[The task]
Write the entries out again. Every character must match.

(Saved entries)

--

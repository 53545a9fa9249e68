//! Menu Strings Through a Translator
//!
//! Builds a small resource catalog, wraps it in the translating layer with
//! a dictionary-backed service, and walks every lookup kind once.
//!
//! Run: `cargo run -p reslate-catalog --example menu_demo`
//!
//! Set `RUST_LOG=trace` to watch the wrapper route lookups through the
//! service.

use std::collections::HashMap;

use reslate::{ResourceId, RichText, TextAttrs, TextProvider, Translate, Translated};
use reslate_catalog::{Catalog, PluralForms};
use tracing_subscriber::EnvFilter;

const SAVE: ResourceId = ResourceId(0x0100);
const OPEN_RECENT: ResourceId = ResourceId(0x0101);
const DELETE_PROMPT: ResourceId = ResourceId(0x0102);
const UNSAVED_BADGE: ResourceId = ResourceId(0x0103);
const ITEM_COUNT: ResourceId = ResourceId(0x0104);
const THEMES: ResourceId = ResourceId(0x0105);
const MISSING: ResourceId = ResourceId(0x01ff);

/// Word-for-word phrasebook; anything unknown passes through.
struct Phrasebook(HashMap<&'static str, &'static str>);

impl Phrasebook {
    fn french() -> Self {
        Self(HashMap::from([
            ("Save file", "Enregistrer le fichier"),
            ("Open recent", "Ouvrir récent"),
            ("Delete 3 items?", "Supprimer 3 éléments ?"),
            ("Unsaved changes", "Modifications non enregistrées"),
            ("Not available", "Indisponible"),
        ]))
    }
}

impl Translate for Phrasebook {
    fn translate(&self, text: &str) -> String {
        self.0
            .get(text)
            .map_or_else(|| text.to_owned(), |hit| (*hit).to_owned())
    }
}

fn build_catalog() -> Catalog {
    let mut catalog = Catalog::for_locale("en");
    catalog.insert_string(SAVE, "Save file");
    catalog.insert_string(OPEN_RECENT, "Open recent");
    catalog.insert_string(DELETE_PROMPT, "Delete {0} items?");
    catalog.insert_rich(
        UNSAVED_BADGE,
        RichText::plain("Unsaved changes").with_span(0, 7, TextAttrs::BOLD),
    );
    catalog.insert_plural(
        ITEM_COUNT,
        PluralForms::simple("{count} item", "{count} items"),
    );
    catalog.insert_array(THEMES, ["Light", "Dark", "High contrast"]);
    catalog
}

fn main() -> reslate::Result<()> {
    tracing_subscriber::fmt()
        .with_env_filter(
            EnvFilter::try_from_default_env().unwrap_or_else(|_| EnvFilter::new("info")),
        )
        .init();

    let menu = Translated::new(build_catalog(), Phrasebook::french());

    println!("plain:     {}", menu.string(SAVE)?);
    println!("plain:     {}", menu.string(OPEN_RECENT)?);
    println!("formatted: {}", menu.format(DELETE_PROMPT, &["3"])?);
    println!("rich:      {}", menu.text(UNSAVED_BADGE)?);
    println!(
        "default:   {}",
        menu.text_or(MISSING, RichText::plain("Not available"))
    );
    println!("plural(1): {}", menu.plural(ITEM_COUNT, 1)?);
    println!("plural(4): {}", menu.plural(ITEM_COUNT, 4)?);
    println!("array:     {}", menu.string_array(THEMES)?.join(" | "));

    // Failures keep their provider error; nothing gets translated.
    if let Err(err) = menu.string(MISSING) {
        println!("missing:   {err}");
    }

    Ok(())
}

--

[Answer to the problem]
repository 53545a9fa9249e68
//! Menu Strings Through a Translator
//!
//! Builds a small resource catalog, wraps it in the translating layer with
//! a dictionary-backed service, and walks every lookup kind once.
//!
//! Run: `cargo run -p reslate-catalog --example menu_demo`
//!
//! Set `RUST_LOG=trace` to watch the wrapper route lookups through the
//! service.

use std::collections::HashMap;

use reslate::{ResourceId, RichText, TextAttrs, TextProvider, Translate, Translated};
use reslate_catalog::{Catalog, PluralForms};
use tracing_subscriber::EnvFilter;

const SAVE: ResourceId = ResourceId(0x0100);
const OPEN_RECENT: ResourceId = ResourceId(0x0101);
const DELETE_PROMPT: ResourceId = ResourceId(0x0102);
const UNSAVED_BADGE: ResourceId = ResourceId(0x0103);
const ITEM_COUNT: ResourceId = ResourceId(0x0104);
const THEMES: ResourceId = ResourceId(0x0105);
const MISSING: ResourceId = ResourceId(0x01ff);

/// Word-for-word phrasebook; anything unknown passes through.
struct Phrasebook(HashMap<&'static str, &'static str>);

impl Phrasebook {
    fn french() -> Self {
        Self(HashMap::from([
            ("Save file", "Enregistrer le fichier"),
            ("Open recent", "Ouvrir récent"),
            ("Delete 3 items?", "Supprimer 3 éléments ?"),
            ("Unsaved changes", "Modifications non enregistrées"),
            ("Not available", "Indisponible"),
        ]))
    }
}

impl Translate for Phrasebook {
    fn translate(&self, text: &str) -> String {
        self.0
            .get(text)
            .map_or_else(|| text.to_owned(), |hit| (*hit).to_owned())
    }
}

fn build_catalog() -> Catalog {
    let mut catalog = Catalog::for_locale("en");
    catalog.insert_string(SAVE, "Save file");
    catalog.insert_string(OPEN_RECENT, "Open recent");
    catalog.insert_string(DELETE_PROMPT, "Delete {0} items?");
    catalog.insert_rich(
        UNSAVED_BADGE,
        RichText::plain("Unsaved changes").with_span(0, 7, TextAttrs::BOLD),
    );
    catalog.insert_plural(
        ITEM_COUNT,
        PluralForms::simple("{count} item", "{count} items"),
    );
    catalog.insert_array(THEMES, ["Light", "Dark", "High contrast"]);
    catalog
}

fn main() -> reslate::Result<()> {
    tracing_subscriber::fmt()
        .with_env_filter(
            EnvFilter::try_from_default_env().unwrap_or_else(|_| EnvFilter::new("info")),
        )
        .init();

    let menu = Translated::new(build_catalog(), Phrasebook::french());

    println!("plain:     {}", menu.string(SAVE)?);
    println!("plain:     {}", menu.string(OPEN_RECENT)?);
    println!("formatted: {}", menu.format(DELETE_PROMPT, &["3"])?);
    println!("rich:      {}", menu.text(UNSAVED_BADGE)?);
    println!(
        "default:   {}",
        menu.text_or(MISSING, RichText::plain("Not available"))
    );
    println!("plural(1): {}", menu.plural(ITEM_COUNT, 1)?);
    println!("plural(4): {}", menu.plural(ITEM_COUNT, 4)?);
    println!("array:     {}", menu.string_array(THEMES)?.join(" | "));

    // Failures keep their provider error; nothing gets translated.
    if let Err(err) = menu.string(MISSING) {
        println!("missing:   {err}");
    }

    Ok(())
}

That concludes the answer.